Tendemos a pensar en ese rectángulo con líneas como una mera herramienta tecnológica para ahorrar dinero: le ayuda a los supermercados hacer sus negocios más eficientemente, y a nosotros también, pues eso se traduce en precios más bajos.
Pero hizo mucho más y esa es la razón por la que la segunda manera de contar la historia es tan importante como la primera.
Ese código de barras cambió el equilibrio del poder en la industria alimentaria.
Es por eso que todas esas reuniones de los comités eran necesarias; es por eso que la industria de venta de alimentos sólo pudo aceptar finalmente la propuesta cuando los técnicos que iban a esos comités fueron reemplazados por los jefes de sus jefes: los directores ejecutivos.
Era mucho lo que estaba en juego.
A medida que pasaba el tiempo se fue haciendo evidente que el código de barras iba a inclinar la balanza a favor de cierto tipo de comerciante.
Para los negocios familiares pequeños, adoptar el sistema era una solución cara a problemas que realmente no tenían.
Por su parte, los grandes supermercados podían contrarrestar el costo de los escáneres pues vendían muchos más productos.
Y las ventajas eran múltiples: las filas eran más cortas en las cajas; el inventario más fáciles de hacer; evitaba los robos que una caja manual facilitaba (el asistente podía meterse el dinero al bolsillo mientras que si tenía que escanear los productos, no). Y, en una década de alta inflación en EE.UU., el código de barras les permitía cambiar los precios de los productos sin tener que etiquetar cada ítem.
La marquilla blanca y negra se tomó la industria minorista y, con ella, los grandes detallistas se expandieron en los 70 y 80.
La llegada de un gigante
Con la posibilidad de automatizar el inventario y hacerle seguimiento, el costo de ofrecer una amplia gama de productos se redujo. Las tiendas en general y los supermercados en particular empezaron a vender desde flores hasta aparatos electrónicos.
Manejar una operación diversa y logísticamente compleja a gran escala se había vuelto mucho más sencillo gracias al código de barras.
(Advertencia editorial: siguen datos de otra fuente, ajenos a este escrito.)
//! Sensor readings and per-field sanitisation.
//!
//! Field nodes report raw values that may be missing, unparsable or
//! physically implausible.  Rather than reject a whole reading, each bad
//! field is replaced by a fixed default and a `warn!` event is emitted so a
//! defaulted 50% can be told apart from a measured one.

use serde::{Deserialize, Serialize};
use std::fmt;
use tracing::warn;

/// Full-scale value of the raindrop sensor ADC (1023 = bone dry).
pub const RAINDROP_ADC_MAX: f64 = 1023.0;

#[derive(Debug, Clone, Copy, PartialEq, Eq, Serialize)]
#[serde(rename_all = "snake_case")]
pub enum SensorField {
    SoilMoisture,
    Temperature,
    Humidity,
    RainSensor,
}

impl SensorField {
    /// Accepted closed range for this field.
    pub fn range(self) -> (f64, f64) {
        match self {
            Self::SoilMoisture => (0.0, 100.0),
            Self::Temperature => (-10.0, 50.0),
            Self::Humidity => (10.0, 100.0),
            Self::RainSensor => (0.0, 100.0),
        }
    }

    /// Substitute used when the reported value is missing or out of range.
    pub fn default_value(self) -> f64 {
        match self {
            Self::SoilMoisture => 50.0,
            Self::Temperature => 25.0,
            Self::Humidity => 60.0,
            Self::RainSensor => 0.0,
        }
    }

    /// Returns the value if plausible, otherwise the field default.
    pub fn sanitize(self, value: Option<f64>) -> (f64, bool) {
        let (lo, hi) = self.range();
        match value {
            Some(v) if v.is_finite() && (lo..=hi).contains(&v) => (v, false),
            _ => (self.default_value(), true),
        }
    }
}

impl fmt::Display for SensorField {
    fn fmt(&self, f: &mut fmt::Formatter<'_>) -> fmt::Result {
        match self {
            Self::SoilMoisture => write!(f, "soil_moisture"),
            Self::Temperature => write!(f, "temperature"),
            Self::Humidity => write!(f, "humidity"),
            Self::RainSensor => write!(f, "rain_sensor"),
        }
    }
}

/// Values as reported by a node, before validation.  `None` means the field
/// was absent, null, or not a number.
#[derive(Debug, Clone, Copy, Default, PartialEq)]
pub struct RawReading {
    pub soil_moisture: Option<f64>,
    pub temperature: Option<f64>,
    pub humidity: Option<f64>,
    /// Raindrop ADC count, 0–1023.
    pub raindrop_raw: Option<f64>,
}

impl RawReading {
    pub fn is_empty(&self) -> bool {
        self.soil_moisture.is_none()
            && self.temperature.is_none()
            && self.humidity.is_none()
            && self.raindrop_raw.is_none()
    }
}

/// Convert a raindrop ADC count into a wetness percentage (0 = dry, 100 = saturated).
pub fn normalize_raindrop(raw: f64) -> f64 {
    100.0 * (RAINDROP_ADC_MAX - raw) / RAINDROP_ADC_MAX
}

#[derive(Debug, Clone, Copy, PartialEq, Serialize, Deserialize)]
pub struct SensorReading {
    pub soil_moisture: f64,
    pub temperature: f64,
    pub humidity: f64,
    pub rain_sensor: f64,
}

impl SensorReading {
    /// All-zero reading attached to records when the sensors can't be read.
    pub const ZERO: SensorReading = SensorReading {
        soil_moisture: 0.0,
        temperature: 0.0,
        humidity: 0.0,
        rain_sensor: 0.0,
    };

    /// Validate each field independently, returning the reading and the list
    /// of fields that were replaced by defaults.
    pub fn from_raw(raw: &RawReading) -> (Self, Vec<SensorField>) {
        let rain = raw.raindrop_raw.map(normalize_raindrop);
        Self::from_values(raw.soil_moisture, raw.temperature, raw.humidity, rain)
    }

    /// Same as [`from_raw`](Self::from_raw) but for an already-normalised
    /// rain sensor percentage.
    pub fn from_values(
        soil_moisture: Option<f64>,
        temperature: Option<f64>,
        humidity: Option<f64>,
        rain_sensor: Option<f64>,
    ) -> (Self, Vec<SensorField>) {
        let mut defaulted = Vec::new();
        let mut check = |field: SensorField, value: Option<f64>| {
            let (v, was_defaulted) = field.sanitize(value);
            if was_defaulted {
                warn!(
                    field = %field,
                    raw = ?value,
                    default = v,
                    "sensor value missing or out of range, using default"
                );
                defaulted.push(field);
            }
            v
        };

        let reading = Self {
            soil_moisture: check(SensorField::SoilMoisture, soil_moisture),
            temperature: check(SensorField::Temperature, temperature),
            humidity: check(SensorField::Humidity, humidity),
            rain_sensor: check(SensorField::RainSensor, rain_sensor),
        };
        (reading, defaulted)
    }
}

/// Operator override as seen on the gateway's override channel.
#[derive(Debug, Clone, Copy, Default, PartialEq, Serialize, Deserialize)]
pub struct ManualRequest {
    pub active: bool,
    pub volume: f64,
}

impl ManualRequest {
    pub const NONE: ManualRequest = ManualRequest {
        active: false,
        volume: 0.0,
    };

    /// An override is only acted on when active with a positive, finite volume.
    pub fn is_actionable(&self) -> bool {
        self.active && self.volume.is_finite() && self.volume > 0.0
    }
}
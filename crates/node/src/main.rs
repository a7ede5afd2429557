mod sim;

use anyhow::{Context, Result};
use rumqttc::{AsyncClient, Event, EventLoop, MqttOptions, Packet, QoS};
use serde::{Deserialize, Serialize};
use std::{env, time::Duration};
use time::OffsetDateTime;
use tokio::sync::mpsc;
use tokio::time::sleep;
use tracing::{debug, info, warn};
use tracing_subscriber::EnvFilter;

use sim::{FieldReading, FieldSim, Scenario};

/// Telemetry payload published on `tele/<node>/reading`.
#[derive(Debug, Serialize)]
struct ReadingMsg {
    soil_moisture: f64,
    temperature: f64,
    humidity: f64,
    raindrop_raw: f64,
    ts: i64,
}

impl ReadingMsg {
    fn new(r: FieldReading, ts: i64) -> Self {
        Self {
            soil_moisture: r.soil_moisture,
            temperature: r.temperature,
            humidity: r.humidity,
            raindrop_raw: r.raindrop_raw,
            ts,
        }
    }
}

/// Irrigation command from the hub on `irrigation/<node>/command`.
#[derive(Debug, Deserialize, PartialEq)]
struct CommandMsg {
    volume: f64,
    #[serde(default)]
    manual: bool,
}

fn parse_command(payload: &[u8]) -> Result<CommandMsg, serde_json::Error> {
    serde_json::from_slice(payload)
}

fn env_or<T: std::str::FromStr>(key: &str, default: T) -> T {
    env::var(key)
        .ok()
        .and_then(|s| s.parse().ok())
        .unwrap_or(default)
}

#[tokio::main(flavor = "current_thread")]
async fn main() -> Result<()> {
    tracing_subscriber::fmt()
        .with_env_filter(
            EnvFilter::try_from_default_env().unwrap_or_else(|_| EnvFilter::new("info")),
        )
        .init();

    // Env config
    let broker = env::var("MQTT_HOST").unwrap_or_else(|_| "127.0.0.1".to_string());
    let port: u16 = env_or("MQTT_PORT", 1883);
    let node_id = env::var("NODE_ID").unwrap_or_else(|_| "field-1".to_string());
    let sample_every_s: u64 = env_or("SAMPLE_EVERY_S", 60).max(1);
    let day_length_s: f64 = env_or("SIM_DAY_S", 86_400.0);
    let scenario = Scenario::from_str_lossy(&env::var("SIM_SCENARIO").unwrap_or_default());

    let client_id = format!("greenguard-node-{node_id}");
    let mut mqttoptions = MqttOptions::new(client_id, broker, port);
    mqttoptions.set_keep_alive(Duration::from_secs(30));
    let (client, eventloop) = AsyncClient::new(mqttoptions, 10);

    let reading_topic = format!("tele/{node_id}/reading");
    let command_topic = format!("irrigation/{node_id}/command");
    info!(%scenario, %reading_topic, %command_topic, sample_every_s, "node starting");

    // Commands are applied by the sampling loop, which owns the simulator.
    let (water_tx, mut water_rx) = mpsc::channel::<f64>(16);
    tokio::spawn(pump_mqtt(
        eventloop,
        client.clone(),
        command_topic,
        water_tx,
    ));

    let mut sim = FieldSim::new(scenario, day_length_s);
    let mut ticker = tokio::time::interval(Duration::from_secs(sample_every_s));

    loop {
        tokio::select! {
            _ = ticker.tick() => {
                let msg = ReadingMsg::new(
                    sim.step(sample_every_s as f64),
                    OffsetDateTime::now_utc().unix_timestamp(),
                );
                let payload = serde_json::to_vec(&msg).context("failed to encode reading")?;
                match client.publish(&reading_topic, QoS::AtLeastOnce, false, payload).await {
                    Ok(()) => debug!(
                        soil_moisture = msg.soil_moisture,
                        temperature = msg.temperature,
                        humidity = msg.humidity,
                        raindrop_raw = msg.raindrop_raw,
                        raining = sim.is_raining(),
                        "published reading"
                    ),
                    Err(e) => warn!("publish error: {e}"),
                }
            }
            Some(litres) = water_rx.recv() => {
                sim.apply_water(litres);
            }
            _ = tokio::signal::ctrl_c() => {
                info!("node stopping");
                break;
            }
        }
    }

    Ok(())
}

async fn pump_mqtt(
    mut eventloop: EventLoop,
    client: AsyncClient,
    command_topic: String,
    water_tx: mpsc::Sender<f64>,
) {
    loop {
        match eventloop.poll().await {
            Ok(Event::Incoming(Packet::ConnAck(_))) => {
                info!("node connected to mqtt");
                // Non-blocking: this task is what drains the request channel.
                if let Err(e) = client.try_subscribe(command_topic.as_str(), QoS::AtLeastOnce) {
                    warn!("subscribe failed: {e}");
                }
            }
            Ok(Event::Incoming(Packet::Publish(p))) if p.topic == command_topic => {
                match parse_command(&p.payload) {
                    Ok(cmd) => {
                        info!(volume = cmd.volume, manual = cmd.manual, "irrigation command");
                        if water_tx.send(cmd.volume).await.is_err() {
                            break;
                        }
                    }
                    Err(e) => warn!("bad command payload: {e}"),
                }
            }
            Ok(_) => {}
            Err(e) => {
                warn!("mqtt error: {e}. retrying...");
                sleep(Duration::from_secs(2)).await;
            }
        }
    }
}

// ===========================================================================
// Tests
// ===========================================================================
Quizás la más alta expresión de ese gran cambio llegó en 1988, cuando la tienda de departamentos de descuentos Wal-Mart decidió empezar a vender comida.
Se convirtió en la cadena de alimentos más grande de Estados Unidos y de lejos el mayor minorista del planeta, casi tan grande como sus cinco más cercanos rivales juntos.
Wal-Mart fue uno de los primeros en adoptar el código de barras y ha seguido invirtiendo en logística y administración de inventarios computarizada de punta.
Se convirtió en un importante portal entre los fabricantes chinos y los consumidores estadounidenses.
El haber acogido la tecnología le ayudó a crecer hasta una escala tan vasta que puede mandar compradores a China y comisionar productos baratos en volúmenes tan altos que le permite a manufactureros chinos establecer líneas de producción completas para un sólo cliente: Wal-Mart.
Esa pequeña y genial obra
Los amantes de la tecnología celebran con razón el momento de inspiración que tuvo Joseph Woodland cuando jugaba lánguidamente con sus dedos en la arena.
Pero el código de barras no es sólo una manera de comerciar más eficientemente; es también algo que estableció qué tipo de comercios pueden ser eficientes.
Por eso se convirtió en un símbolo de las fuerzas del capitalismo impersonal global tan fuerte que terminó usándose para protestar contra lo que simboliza.
Desde los años 80 ha habido gente que registra su oposición al sistema tatuándose una barra de código.
Entonces, sí, esas distintivas líneas blancas y negras son una pequeña y genial obra de ingeniería.
Sin embargo vale la pena recordar que esa pequeña y genial obra de ingeniería cambió la manera en la que encaja la economía mundial.